**Task brief**:
Identify all lines below that hold "SignerOrProposer" and collect them.

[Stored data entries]
↓

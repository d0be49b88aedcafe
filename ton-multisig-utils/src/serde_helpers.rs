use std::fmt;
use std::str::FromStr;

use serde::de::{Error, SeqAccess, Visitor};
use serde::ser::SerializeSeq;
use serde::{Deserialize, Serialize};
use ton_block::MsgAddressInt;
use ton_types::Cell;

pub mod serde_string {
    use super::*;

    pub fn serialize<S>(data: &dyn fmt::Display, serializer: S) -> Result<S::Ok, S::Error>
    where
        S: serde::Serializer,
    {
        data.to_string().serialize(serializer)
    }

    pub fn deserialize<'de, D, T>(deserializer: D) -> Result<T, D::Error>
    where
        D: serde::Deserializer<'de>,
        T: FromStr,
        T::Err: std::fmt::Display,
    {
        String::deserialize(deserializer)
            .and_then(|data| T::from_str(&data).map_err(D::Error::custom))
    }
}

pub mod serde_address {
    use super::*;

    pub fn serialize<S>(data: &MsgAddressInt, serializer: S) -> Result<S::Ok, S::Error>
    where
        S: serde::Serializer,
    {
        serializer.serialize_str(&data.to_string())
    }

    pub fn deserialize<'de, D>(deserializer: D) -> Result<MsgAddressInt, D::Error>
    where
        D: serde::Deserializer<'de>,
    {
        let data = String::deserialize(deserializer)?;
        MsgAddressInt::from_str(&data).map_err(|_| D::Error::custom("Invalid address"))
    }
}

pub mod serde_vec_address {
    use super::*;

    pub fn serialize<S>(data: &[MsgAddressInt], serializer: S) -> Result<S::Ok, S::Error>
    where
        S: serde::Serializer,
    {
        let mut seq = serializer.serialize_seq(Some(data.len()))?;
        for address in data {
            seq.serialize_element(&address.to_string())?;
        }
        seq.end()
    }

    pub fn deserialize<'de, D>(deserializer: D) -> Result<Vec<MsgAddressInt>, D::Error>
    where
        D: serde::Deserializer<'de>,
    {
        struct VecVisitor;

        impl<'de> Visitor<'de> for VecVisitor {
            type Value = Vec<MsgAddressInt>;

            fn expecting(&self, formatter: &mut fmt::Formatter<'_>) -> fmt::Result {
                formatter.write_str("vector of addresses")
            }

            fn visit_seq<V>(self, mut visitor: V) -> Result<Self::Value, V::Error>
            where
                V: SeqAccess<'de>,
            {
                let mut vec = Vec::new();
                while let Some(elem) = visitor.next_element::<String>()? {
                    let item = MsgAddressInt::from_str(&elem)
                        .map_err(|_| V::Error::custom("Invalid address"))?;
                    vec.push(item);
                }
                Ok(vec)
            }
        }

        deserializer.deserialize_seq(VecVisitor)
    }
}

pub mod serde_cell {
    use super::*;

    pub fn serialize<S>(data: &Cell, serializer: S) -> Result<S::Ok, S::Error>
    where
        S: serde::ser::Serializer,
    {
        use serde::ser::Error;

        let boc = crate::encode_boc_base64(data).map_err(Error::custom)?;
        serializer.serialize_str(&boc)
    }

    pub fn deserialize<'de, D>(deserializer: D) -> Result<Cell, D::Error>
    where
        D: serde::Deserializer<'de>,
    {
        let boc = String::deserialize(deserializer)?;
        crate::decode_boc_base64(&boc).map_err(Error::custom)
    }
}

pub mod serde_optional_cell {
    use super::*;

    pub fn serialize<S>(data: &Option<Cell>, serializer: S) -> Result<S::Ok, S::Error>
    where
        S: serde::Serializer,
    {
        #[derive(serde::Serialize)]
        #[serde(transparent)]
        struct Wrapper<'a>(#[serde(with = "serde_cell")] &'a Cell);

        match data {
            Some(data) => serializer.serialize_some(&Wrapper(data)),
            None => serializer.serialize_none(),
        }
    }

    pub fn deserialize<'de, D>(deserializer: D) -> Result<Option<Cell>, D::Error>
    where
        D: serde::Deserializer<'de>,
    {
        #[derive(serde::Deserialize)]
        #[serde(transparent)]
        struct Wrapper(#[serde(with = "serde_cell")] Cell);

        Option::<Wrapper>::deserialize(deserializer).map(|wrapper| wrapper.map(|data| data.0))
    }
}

↑
↓

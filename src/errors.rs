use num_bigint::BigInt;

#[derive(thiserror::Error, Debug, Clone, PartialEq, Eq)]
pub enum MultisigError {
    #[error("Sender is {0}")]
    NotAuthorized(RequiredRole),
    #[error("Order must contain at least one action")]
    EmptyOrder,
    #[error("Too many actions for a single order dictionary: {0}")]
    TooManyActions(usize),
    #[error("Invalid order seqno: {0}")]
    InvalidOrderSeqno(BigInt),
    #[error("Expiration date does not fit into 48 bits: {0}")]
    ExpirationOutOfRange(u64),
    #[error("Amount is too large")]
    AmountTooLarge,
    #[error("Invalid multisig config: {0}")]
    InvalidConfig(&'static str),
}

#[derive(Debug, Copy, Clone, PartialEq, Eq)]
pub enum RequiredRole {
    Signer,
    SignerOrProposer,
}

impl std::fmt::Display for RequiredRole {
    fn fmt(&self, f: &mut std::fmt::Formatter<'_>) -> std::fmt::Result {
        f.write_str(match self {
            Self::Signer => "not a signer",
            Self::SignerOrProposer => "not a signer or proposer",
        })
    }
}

↑

**Response area**:
    SignerOrProposer,
            Self::SignerOrProposer => "not a signer or proposer",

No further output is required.